Though even the ideologues appear to concede the case for top up medical benefits paid for by the more prosperous. Perhaps they realistically understand that the better off in their key economic roles are much more likely to take themselves and their contribution to the revenues of government away from SA, for want of a world class and affordable medical service. A benefit we assuredly receive from the private hospitals and independent physicians that they are willing to pay for through a pay as you go system.
For an economy so obviously lacking in human capital, and not only for the capital embodied in the cohort of nurses, who are especially attractive immigrants, the consequences of an uncompetitive medical offering for highly mobile skilled South Africans are truly disastrous for income growth and taxes collected in SA. Upon which any National Health Service must ultimately
depend. Equal and hopelessly inferior is not an attractive prospect even for those who ignore the current realities of our government provided medical services.
It may still be asked why can’t the government, via its own large suite of public hospitals and large budgets, are failing to train more nurses and doctors for that matter? The answer is in the existing budget constraints. Budgets that provide well for those already in government service, provide employment benefits that keep up with and often exceed inflation of living costs, but leave very little over to employ new entrants to government service, of whom there are potentially legions. The private sector does not compete at all well with the public sector in the competition for workers of all skills- taking into account the private medical and pension benefits that the public sector employees draw upon.

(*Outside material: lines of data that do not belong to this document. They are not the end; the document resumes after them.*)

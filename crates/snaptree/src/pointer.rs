//! JSON Pointer (RFC 6901) rendering of tree paths.
//!
//! Numeric tokens parse as [`PathStep::Index`]; a map lookup accepts an index
//! step as its decimal key, so `/items/0` and `/by_id/0` both resolve.

use crate::error::StoreError;
use crate::value::{canonical_index, PathStep};

pub fn parse_pointer(pointer: &str) -> Result<Vec<PathStep>, StoreError> {
    if pointer.is_empty() {
        return Ok(Vec::new());
    }
    let Some(rest) = pointer.strip_prefix('/') else {
        return Err(StoreError::InvalidPointer(pointer.to_string()));
    };
    Ok(rest
        .split('/')
        .map(|token| match canonical_index(token) {
            Some(idx) => PathStep::Index(idx),
            // `~1` first, so `~01` decodes to `~1`
            None => PathStep::Key(token.replace("~1", "/").replace("~0", "~")),
        })
        .collect())
}

pub fn format_pointer(path: &[PathStep]) -> String {
    let mut out = String::new();
    for step in path {
        out.push('/');
        match step {
            PathStep::Key(k) => out.push_str(&k.replace('~', "~0").replace('/', "~1")),
            PathStep::Index(i) => out.push_str(&i.to_string()),
        }
    }
    out
}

But more important in the resistance to private medicine may be the force already prominent in explaining the actions and allocations of budget, commonly taken by state operated agencies in SA. Public hospitals and their procurement practice –definitely not excepted. The taxpayer has been held to ransom by the opportunists who intermediate between the State as payer and the service and goods providers. They have been extracting wealth from the taxpayers on a mind-numbing scale as Zondo our media and the US government has revealed.
The envisaged National Health Service will be a single payer for all the health services provided by the state. The intended budget will be an enormous one and the opportunities to navigate the gaps between the government as payer and the service and goods providers will be many and valuable. That that you can’t do (big) business with the SA government without a bribe or kickback must be regarded as alas, unproven. The evidence, the reality of SA, vitiates the case for a universal health system. But the private interest in such arrangements is a powerful one. That providers of private medicine in SA will have to resist to survive. They must make their case to the voting public- as Netcare has done.